Thirty years later, from a GDP of $ 512.92 billion in 1991, India had grown to $ 2.70 trillion (in constant 2010 dollars) by 2020. In addition, the average annual growth rates of GDP, after the 1990s, were around 6.25% against 4.18% for the three decades preceding the reforms.
Thanks to the increase in the share of services relative to the erratic agricultural sector, post-reform growth rates have been less volatile than in previous years. The coefficient of variation of annual GDP growth rates fell from 80% in the period 1961-1990 to 30% in 1991-2020. Inflation and public deficits have also become favorable.
Average annual inflation rates during the post-reform period were well below around 5 percent and the gross budget deficit below 4.80 percent of GDP. While limiting the automatic monetization of deficits and strong monetary policies helped lower inflation, it was divestment through privatization and budget cuts in the form of lower subsidies that halted the deficits.
On the external front, the reforms have also had a significant impact. First, India’s trade openness fell from a meager 13% in 1990-91 to 42% in 2020. Exports, driven by the devaluation of the rupee in 1991 and further depreciation in the following years, rose from $ 17.96 billion in 1990 to $ 324.43 billion in 2019.
Abolition of the permitraj and the reduction in excessive regulation has been rewarded in terms of better foreign investment.
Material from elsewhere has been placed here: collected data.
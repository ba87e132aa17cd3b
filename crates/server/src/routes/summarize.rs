use actix_web::{http::StatusCode, post, web, HttpResponse};
use std::sync::Arc;
use tracing::error;

use crate::state::AppState;
use crate::types::{ErrorResponse, SummarizeRequest, SummarizeResponse};
use textbrief_llm::Mode;

#[post("/summarize")]
pub async fn summarize(
    req: web::Json<SummarizeRequest>,
    state: web::Data<Arc<AppState>>,
) -> actix_web::Result<HttpResponse> {
    if req.text.trim().is_empty() {
        return Ok(HttpResponse::BadRequest().json(ErrorResponse {
            error: "No text provided.".to_string(),
        }));
    }

    let mode = Mode::from_label(&req.mode);

    match state.summarizer.summarize(&req.text, mode).await {
        Ok(summary) => Ok(HttpResponse::Ok().json(SummarizeResponse { summary })),
        Err(e) => {
            error!("Summarization failed: {}", e);
            let status = StatusCode::from_u16(e.status_code())
                .unwrap_or(StatusCode::INTERNAL_SERVER_ERROR);
            Ok(HttpResponse::build(status).json(ErrorResponse {
                error: e.to_string(),
            }))
        }
    }
}
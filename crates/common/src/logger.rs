use crate::error::TextBriefError;
use std::path::Path;
use tracing_subscriber::{
    fmt::{self, format::FmtSpan},
    layer::SubscriberExt,
    util::SubscriberInitExt,
    EnvFilter, Layer,
};

/// Initialize logging system
///
/// Sets up logging to both console and file
///
/// # Arguments
/// * `log_dir` - Directory where log files will be stored
/// * `log_level` - Log level (trace, debug, info, warn, error)
pub fn setup_logging(log_dir: &Path, log_level: &str) -> Result<(), TextBriefError> {
    // Create log directory
    if !log_dir.exists() {
        std::fs::create_dir_all(log_dir).map_err(|e| {
            TextBriefError::config(format!(
                "Failed to create log directory {}: {}",
                log_dir.display(),
                e
            ))
        })?;
    }

    // Log file path
    let log_file_path = log_dir.join("textbrief.log");
    let log_file = std::fs::OpenOptions::new()
        .create(true)
        .append(true)
        .open(&log_file_path)
        .map_err(|e| {
            TextBriefError::config(format!(
                "Failed to open log file {}: {}",
                log_file_path.display(),
                e
            ))
        })?;

    // Environment filter setup (RUST_LOG env var takes precedence)
    let env_filter = EnvFilter::try_from_default_env()
        .unwrap_or_else(|_| EnvFilter::new(log_level));

    // Console output layer
    let console_layer = fmt::layer()
        .with_target(true)
        .with_span_events(FmtSpan::CLOSE)
        .with_filter(env_filter);

    // File output layer
    let file_filter = EnvFilter::try_from_default_env()
        .unwrap_or_else(|_| EnvFilter::new(log_level));
    let file_layer = fmt::layer()
        .with_writer(std::sync::Arc::new(log_file))
        .with_target(true)
        .with_ansi(false) // Remove ANSI color codes in files
        .with_span_events(FmtSpan::CLOSE)
        .with_filter(file_filter);

    // Initialize subscriber
    tracing_subscriber::registry()
        .with(console_layer)
        .with(file_layer)
        .init();

    tracing::info!(
        "Logging initialized: level={}, log_file={}",
        log_level,
        log_file_path.display()
    );

    Ok(())
}
//! TextBrief HTTP Server
//!
//! Actix-web REST API: a landing page and a single summarization endpoint

pub mod routes;
pub mod state;
pub mod types;

use actix_web::{web, App, HttpServer};
use std::sync::Arc;
use textbrief_common::{AppConfig, Result};
use textbrief_llm::{OllamaClient, Summarizer};
use tracing::{info, warn};
use tracing_actix_web::TracingLogger;

use crate::state::AppState;

/// Start the HTTP server
///
/// Builds the backend client and summarizer once; all requests share the
/// same read-only state.
pub async fn start_server(config: AppConfig) -> Result<()> {
    config.validate()?;

    let client = OllamaClient::new(&config.ollama_base_url, &config.llm_model)?;

    // Startup probe; the server still comes up if the backend is down
    match client.test_connection().await {
        Ok(true) => info!("Ollama backend reachable at {}", config.ollama_base_url),
        Ok(false) => warn!("Ollama backend at {} returned an error status", config.ollama_base_url),
        Err(e) => warn!("Ollama backend not reachable: {}", e),
    }

    let summarizer = Arc::new(Summarizer::new(Arc::new(client)));
    let state = Arc::new(AppState::new(config.clone(), summarizer));
    let bind_addr = config.server_bind_address();

    info!("Starting server on {}", bind_addr);

    HttpServer::new(move || {
        App::new()
            .wrap(TracingLogger::default())
            .app_data(web::Data::new(state.clone()))
            .service(routes::summarize::summarize)
            .service(routes::home::home)
    })
    .bind(&bind_addr)?
    .run()
    .await?;

    Ok(())
}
From 236.69 million dollars in 1991, net FDI inflows amounted to 50.61 billion dollars in 2020. With the entry of more and more foreign firms in India, domestic consumers have benefited from ‘healthy competition in the market. For Indian manufacturing, foreign collaborations meant access to technology and, therefore, efficient production. In addition, there has been a significant improvement in foreign exchange reserves, which are now sufficient to cover 15 months of imports.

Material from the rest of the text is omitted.